Task goal: Exact copies of all the records below should be returned.
▼
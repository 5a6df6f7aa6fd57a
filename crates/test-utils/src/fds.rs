//! Open-descriptor accounting for leak checks.

use std::path::Path;

/// Number of descriptors currently open in this process.
///
/// Reads `/proc/self/fd` where available, `/dev/fd` otherwise. The directory
/// handle used for the listing is itself counted, consistently on every
/// call, so comparisons between two calls are exact.
pub fn open_fd_count() -> usize {
    let dir = if Path::new("/proc/self/fd").exists() {
        "/proc/self/fd"
    } else {
        "/dev/fd"
    };
    std::fs::read_dir(dir)
        .expect("list open descriptors")
        .filter_map(Result::ok)
        .count()
}
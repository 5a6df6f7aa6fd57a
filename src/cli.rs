// src/cli.rs

//! CLI argument parsing using `clap`.

use std::path::PathBuf;
use std::time::Duration;

use clap::{Parser, ValueEnum};

use crate::types::parse_duration;

/// Command-line arguments for `sidepipe`.
#[derive(Debug, Clone, Parser)]
#[command(
    name = "sidepipe",
    version,
    about = "Run a batch tool once, capturing its text output and a binary side channel.",
    long_about = None
)]
pub struct CliArgs {
    /// Path to the config file (TOML).
    ///
    /// Default: `Sidepipe.toml` in the current working directory, if present.
    #[arg(long, value_name = "PATH")]
    pub config: Option<PathBuf>,

    /// Run the `[tool.<NAME>]` profile from the config file.
    #[arg(long, value_name = "NAME")]
    pub tool: Option<String>,

    /// Watchdog budget: kill the tool after this long without any I/O
    /// progress (e.g. `500ms`, `10s`).
    #[arg(long, value_name = "DURATION", value_parser = parse_duration)]
    pub timeout: Option<Duration>,

    /// Kill the tool after this much wall-clock time, progress or not.
    #[arg(long, value_name = "DURATION", value_parser = parse_duration)]
    pub max_runtime: Option<Duration>,

    /// File fed to the tool's stdin. Default (or `-`): read our own stdin.
    #[arg(long, value_name = "PATH")]
    pub input: Option<PathBuf>,

    /// Where to write the side-channel payload.
    #[arg(long, value_name = "PATH")]
    pub binary_out: Option<PathBuf>,

    /// Side-channel kind tag, substituted for `{side_channel_kind}`.
    #[arg(long, value_name = "TAG")]
    pub kind: Option<String>,

    /// Send the tool's stderr to the text channel.
    #[arg(long)]
    pub merge_stderr: bool,

    /// Logging level (error, warn, info, debug, trace).
    ///
    /// If omitted, `SIDEPIPE_LOG` or a default level will be used.
    #[arg(long, value_enum, value_name = "LEVEL")]
    pub log_level: Option<LogLevel>,

    /// Resolve and print the request, but don't run anything.
    #[arg(long)]
    pub dry_run: bool,

    /// Tool argv template, after `--`. `{side_channel}` becomes the
    /// `/dev/fd/<n>` path of the side channel.
    #[arg(last = true, value_name = "ARGV")]
    pub argv: Vec<String>,
}

/// Log level as exposed on the CLI.
#[derive(Debug, Copy, Clone, ValueEnum)]
pub enum LogLevel {
    Error,
    Warn,
    Info,
    Debug,
    Trace,
}

/// Convenience wrapper around `CliArgs::parse()`.
pub fn parse() -> CliArgs {
    CliArgs::parse()
}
▲
Response area:
repository 5a6df6f7aa6fd57a
filename crates/test-utils/src/fds.rs
//! Open-descriptor accounting for leak checks.

use std::path::Path;

/// Number of descriptors currently open in this process.
///
/// Reads `/proc/self/fd` where available, `/dev/fd` otherwise. The directory
/// handle used for the listing is itself counted, consistently on every
/// call, so comparisons between two calls are exact.
pub fn open_fd_count() -> usize {
    let dir = if Path::new("/proc/self/fd").exists() {
        "/proc/self/fd"
    } else {
        "/dev/fd"
    };
    std::fs::read_dir(dir)
        .expect("list open descriptors")
        .filter_map(Result::ok)
        .count()
}
repository 5a6df6f7aa6fd57a
filename src/cli.rs
// src/cli.rs

//! CLI argument parsing using `clap`.

use std::path::PathBuf;
use std::time::Duration;

use clap::{Parser, ValueEnum};

use crate::types::parse_duration;

/// Command-line arguments for `sidepipe`.
#[derive(Debug, Clone, Parser)]
#[command(
    name = "sidepipe",
    version,
    about = "Run a batch tool once, capturing its text output and a binary side channel.",
    long_about = None
)]
pub struct CliArgs {
    /// Path to the config file (TOML).
    ///
    /// Default: `Sidepipe.toml` in the current working directory, if present.
    #[arg(long, value_name = "PATH")]
    pub config: Option<PathBuf>,

    /// Run the `[tool.<NAME>]` profile from the config file.
    #[arg(long, value_name = "NAME")]
    pub tool: Option<String>,

    /// Watchdog budget: kill the tool after this long without any I/O
    /// progress (e.g. `500ms`, `10s`).
    #[arg(long, value_name = "DURATION", value_parser = parse_duration)]
    pub timeout: Option<Duration>,

    /// Kill the tool after this much wall-clock time, progress or not.
    #[arg(long, value_name = "DURATION", value_parser = parse_duration)]
    pub max_runtime: Option<Duration>,

    /// File fed to the tool's stdin. Default (or `-`): read our own stdin.
    #[arg(long, value_name = "PATH")]
    pub input: Option<PathBuf>,

    /// Where to write the side-channel payload.
    #[arg(long, value_name = "PATH")]
    pub binary_out: Option<PathBuf>,

    /// Side-channel kind tag, substituted for `{side_channel_kind}`.
    #[arg(long, value_name = "TAG")]
    pub kind: Option<String>,

    /// Send the tool's stderr to the text channel.
    #[arg(long)]
    pub merge_stderr: bool,

    /// Logging level (error, warn, info, debug, trace).
    ///
    /// If omitted, `SIDEPIPE_LOG` or a default level will be used.
    #[arg(long, value_enum, value_name = "LEVEL")]
    pub log_level: Option<LogLevel>,

    /// Resolve and print the request, but don't run anything.
    #[arg(long)]
    pub dry_run: bool,

    /// Tool argv template, after `--`. `{side_channel}` becomes the
    /// `/dev/fd/<n>` path of the side channel.
    #[arg(last = true, value_name = "ARGV")]
    pub argv: Vec<String>,
}

/// Log level as exposed on the CLI.
#[derive(Debug, Copy, Clone, ValueEnum)]
pub enum LogLevel {
    Error,
    Warn,
    Info,
    Debug,
    Trace,
}

/// Convenience wrapper around `CliArgs::parse()`.
pub fn parse() -> CliArgs {
    CliArgs::parse()
}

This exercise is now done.